Artificial intelligence tools can identify potential complications after bone marrow or stem cell transplants before symptoms appear, potentially allowing for more accurate patient monitoring and pre-emptive treatment.
The BIOPREVENT algorithm combines machine learning with immune biomarkers and clinical data to predict death after chronic graft-versus-host disease (GVHD) or hematopoietic cell transplantation (HCT).
Tools described in clinical research journal, Currently designed for risk assessment and clinical research.
But eventually, doctors may be able to receive personalized risk estimates for post-transplant outcomes in real time, based on clinical and biomarker data.
“By the time chronic GVHD is diagnosed, the disease has often progressed over several months and is silently damaging the body,” explains Dr. Sophie Patzesny, a researcher at the Medical University of South Carolina.
“We wanted to know if we could detect red flags early enough for clinicians to intervene before patients become unwell and before the damage is irreversible.”
GVHD occurs when donor cells injected to treat a blood disease react against the recipient, commonly affecting the skin, intestines, and liver. This is one of the leading causes of debilitating disease and mortality after HCT transplantation.

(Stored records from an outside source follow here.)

mod error_location;
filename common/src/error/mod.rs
pub mod error_location;
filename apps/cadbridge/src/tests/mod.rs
mod app;
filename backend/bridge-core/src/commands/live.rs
use crate::commands::{CommandEntry, EXECUTE_SCRIPT};
use crate::error::command::CommandError;
use crate::host::LiveHost;

use std::fs;

use log::warn;
use models::Params;
use serde_json::{Value, json};

pub(super) fn entries() -> Vec<CommandEntry> {
    vec![
        CommandEntry::live("undo", "Revert the last modifying command", false, undo),
        CommandEntry::live("redo", "Reapply the last undone command", false, redo),
        CommandEntry::live(
            "zoom-extents",
            "Fit the view to every entity",
            false,
            zoom_extents,
        ),
        CommandEntry::live(
            "zoom-window",
            "Fit the view to corners (x1, y1) and (x2, y2)",
            false,
            zoom_window,
        ),
    ]
}

/// Privileged: runs caller-supplied script source verbatim inside the host.
pub(super) fn execute_script_entry() -> CommandEntry {
    CommandEntry::live(
        EXECUTE_SCRIPT,
        "Evaluate the script stored at code_file (privileged)",
        true,
        execute_script,
    )
}

fn undo(host: &mut dyn LiveHost, _params: &Params) -> Result<Value, CommandError> {
    if !host.undo() {
        return Err(CommandError::handler("nothing to undo"));
    }
    Ok(json!({ "undone": true }))
}

fn redo(host: &mut dyn LiveHost, _params: &Params) -> Result<Value, CommandError> {
    if !host.redo() {
        return Err(CommandError::handler("nothing to redo"));
    }
    Ok(json!({ "redone": true }))
}

fn zoom_extents(host: &mut dyn LiveHost, _params: &Params) -> Result<Value, CommandError> {
    Ok(json!({ "view": host.zoom_extents() }))
}

fn zoom_window(host: &mut dyn LiveHost, params: &Params) -> Result<Value, CommandError> {
    let corner_a = [params.require_f64("x1")?, params.require_f64("y1")?];
    let corner_b = [params.require_f64("x2")?, params.require_f64("y2")?];

    if corner_a[0] == corner_b[0] || corner_a[1] == corner_b[1] {
        return Err(CommandError::handler("zoom window has zero area"));
    }

    Ok(json!({ "view": host.zoom_window(corner_a, corner_b) }))
}

fn execute_script(host: &mut dyn LiveHost, params: &Params) -> Result<Value, CommandError> {
    let code_file = params.require_str("code_file")?;
    let source = fs::read_to_string(code_file)
        .map_err(|e| CommandError::handler(format!("cannot read script {code_file}: {e}")))?;

    warn!("Evaluating caller-supplied script from {code_file}");
    let result = host
        .evaluate_script(&source)
        .map_err(|reason| CommandError::handler(format!("script failed: {reason}")))?;

    Ok(json!({ "result": result }))
}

In an attempt to predict its occurrence, Paczesny and team developed BIOPREVENT using data from 1,310 stem cell and bone marrow transplant recipients across four well-characterized multicenter studies.
The data incorporates seven previously validated plasma biomarkers related to inflammation, immune activation and regulation, tissue damage and remodeling, measured from blood samples taken between 90 and 100 days post-transplant.
This was combined with nine key clinical factors including patient age, transplant type, underlying disease, and previous complications identified from the transplant registry.
Patients were divided into training and validation datasets, and several machine learning and deep learning models were evaluated for their ability to predict outcomes at various time points over a year and a half post-transplant.
The researchers found that deep learning performs, at best, similarly to other machine learning approaches considered. They suggested that this may be due to the deep learning model’s complex neural network structure not being able to effectively understand the relationship between biomarkers and chronic GVHD risk without a much larger sample size of tens of thousands.
Bayesian Additive Regression Trees (BART) consistently gave high results and was ultimately chosen as the final model.
BIOPREVENT showed the best performance among several machine learning models and demonstrated its real-world applicability as a biomarker-based prediction tool in squaring hypothesis testing under two patient scenarios.
The researchers believe their study is the largest chronic GVHD biomarker study to date, and can be further tested by making the web-based tool freely available.
“It was important to us that this not be just a theoretical model or tool limited to a single institution,” Pakchesny said. “Making BIOPREVENT freely available will allow researchers and clinicians to test it, learn from it, and ultimately improve care for transplant patients.”